As we headed down towards the river and away from my house (we were kind of running a figure 8 loop, with my house in the center) we passed my first point of no return, which excited me, because it meant no matter what happened on the run, I would at least be achieving double digit mileage. As we ran along the river it finally started getting lighter outside and before I knew it, we were more than half way into our run. We stopped for a bathroom break and to refill out water a little before mile 13. I took that opportunity to stretch again.
For the next few miles, my knee let me know that it was there and kind of uncomfortable with the running we were doing, but it definitely wasn't screaming at me to stop. The miles ticked by and soon enough we were at the furthest point from my house and it didn't matter if I walked, crawled or ran the only way home at that point would be to complete the entire 22 miles. Maybe that should have scared me a bit, but it didn't it made me feel good and confident that I will be able to do the marathon in 3 weeks.
With just under a 5K left, we stopped at Alton Baker Park for the bathrooms and more water. We could've just kept going but decided it would be a much more pleasant 3 miles if we stopped for a bit first. After that stop, it was hard for me to get going again, my knee was pretty stiff, but after about 1/2 of a mile I was feeling pretty good again. A couple of quick miles back to my house and we were done. 22 miles. Our longest and last long training run completed. I think we both felt pretty good about the run. I know it helped build my confidence. Now we are excited to taper!
Here are the stats:
total time: 3:15:21.9
avg pace: 8:52.7
our fastest splits came between miles 9 and 16 where we averaged closer to 8:45
Before this run, I sat down and figured out a fueling plan that I made myself stick to. I think it is pretty close to what I will do on race day.
mile 5: choc cherry clif shot
mile 10: 2 margarita clif shot blocks
mile 15: razz clif shot
mile 20: handful of sport beans
About every 5 miles seems to work pretty well for me. It's a little more than I would normally do on a training run, but I wanted to simulate race day as much as possible. I liked having the super caffeinated shot early in the run, I think it really helped me keep my energy up for the rest of the run. I struggled getting the margarita blocks down but I know that their extra sodium will help keep the cramps away that I experienced in my first marathon. I could have gone without the sport beans at mile 20 and probably been okay since we were only going 22, but we stopped so I could stretch my IT band again and I decided just to pop a few in since I had them. I think on race day at mile 20 I will add in another caffeinated fuel source, probably either a vanilla bean Gu or a strawberry Clif Shot, then save the beans for if I need them within the last few miles.

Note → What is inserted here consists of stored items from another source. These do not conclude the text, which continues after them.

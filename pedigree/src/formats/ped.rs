//! PED/LINKAGE pedigree files.
//!
//! Pre-makeped files have at least six whitespace separated columns:
//!
//! ```text
//!   family  individual  father  mother  sex  phenotype
//! ```
//!
//! Post-makeped (LINKAGE) files have at least ten:
//!
//! ```text
//!   family individual father mother first-offspring next-paternal-sibling
//!   next-maternal-sibling sex proband phenotype ...
//! ```
//!
//! Sex is 1 (male), 2 (female) or anything else (unknown). A parent id of 0
//! means that the parent is not given.

use crate::adt::base_graph::BaseGraph;
use crate::adt::person::PersonNode;
use crate::core::base::{VertexId, VertexType};
use crate::core::error::{PedigreeError, Result};
use crate::core::properties::{Gender, Properties};
use crate::formats::builder::{
    add_unknown_parent, validate_import, RelationshipTracker, DEFAULT_EDGE_WEIGHT,
};
use std::collections::{BTreeMap, HashMap, HashSet};
use std::fmt::Write;

#[derive(Debug, Clone, Default)]
pub struct PedImportOptions {
    /// Treat phenotype codes other than -9/0/1/2 as distinct disorders.
    pub accept_other_phenotypes: bool,
    /// Mark every person with a known phenotype as evaluated.
    pub mark_evaluated: bool,
    /// Keep the individual id of the file as the external id of the person.
    pub save_id_as_external_id: bool,
    /// Use the -9/0/1 phenotype scheme, where 1 means affected.
    pub affected_code_one: bool,
    /// Disorder names by phenotype code. Overrides the generated names.
    pub disorder_names: Option<BTreeMap<String, String>>,
}

/// The result of an import: a validated graph and the proband, if known.
#[derive(Debug, Clone)]
pub struct ImportedPedigree {
    pub graph: BaseGraph,
    pub proband: Option<VertexId>,
}

struct PedRow<'a> {
    family: &'a str,
    id: &'a str,
    father: &'a str,
    mother: &'a str,
    sex: &'a str,
    proband: bool,
    phenotype: &'a str,
}

/// Replace everything but letters, digits and `_.-*` by spaces.
fn sanitize(line: &str) -> String {
    line.chars()
        .map(|c| {
            if c.is_ascii_alphanumeric() || c.is_whitespace() || "_.-*".contains(c) {
                c
            } else {
                ' '
            }
        })
        .collect()
}

fn is_missing_parent(id: &str) -> bool {
    id == "0"
}

fn parse_row(line: &str, post_makeped: bool) -> Result<PedRow<'_>> {
    let parts: Vec<&str> = line.split_whitespace().collect();
    if parts.len() < 6 || (post_makeped && parts.len() < 10) {
        return Err(PedigreeError::import(format!(
            "input line has not enough columns: [{}]",
            line
        )));
    }
    if post_makeped {
        return Ok(PedRow {
            family: parts[0],
            id: parts[1],
            father: parts[2],
            mother: parts[3],
            sex: parts[7],
            proband: parts[8] == "1",
            phenotype: parts[9],
        });
    }
    Ok(PedRow {
        family: parts[0],
        id: parts[1],
        father: parts[2],
        mother: parts[3],
        sex: parts[4],
        proband: false,
        phenotype: parts[5],
    })
}

/// How the phenotype column is read.
struct PhenotypeScheme {
    affected: HashSet<String>,
    unaffected: HashSet<String>,
    disorder_names: BTreeMap<String, String>,
}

As for my knee after the run: it was pretty stiff most of Saturday afternoon and a little bit sore yesterday. If it weren't for my knee (and a little bit of bruising I got on my back from my hydration belt) I would have felt really pretty great. Last night, though I did something funky too it somehow and now this morning it really hurts. I think mostly though it is just really stiff. We only have 3 miles on the schedule for today so I will probably either run them tonight to give myself a little more recovery time or move tomorrow's rest day to today.
Overall though, I am feeling pretty good going into this taper. I'm going to rest really well and keep foam rolling. We're formulating our racing strategy and I think we're going to have a lot of fun at this race. Heather got her tutu from Glam Runner the other day and if nothing else we are going to at least look pretty awesome while we are running!